* What to produce
Copy every line from the records that holds the word "HttpRouteProvider".

------------------------------------------------

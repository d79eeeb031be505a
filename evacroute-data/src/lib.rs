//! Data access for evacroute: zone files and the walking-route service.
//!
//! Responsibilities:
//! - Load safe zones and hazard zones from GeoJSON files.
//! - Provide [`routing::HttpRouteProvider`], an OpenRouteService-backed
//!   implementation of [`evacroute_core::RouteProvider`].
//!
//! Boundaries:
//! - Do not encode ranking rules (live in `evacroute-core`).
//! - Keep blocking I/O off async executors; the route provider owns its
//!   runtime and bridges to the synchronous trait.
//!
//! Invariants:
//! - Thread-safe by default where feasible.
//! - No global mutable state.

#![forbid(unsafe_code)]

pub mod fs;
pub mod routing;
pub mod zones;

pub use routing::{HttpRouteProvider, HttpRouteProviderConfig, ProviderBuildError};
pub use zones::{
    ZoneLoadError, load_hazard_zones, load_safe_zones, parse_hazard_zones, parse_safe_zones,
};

------------------------------------------------

* Solution
//! - Provide [`routing::HttpRouteProvider`], an OpenRouteService-backed
pub use routing::{HttpRouteProvider, HttpRouteProviderConfig, ProviderBuildError};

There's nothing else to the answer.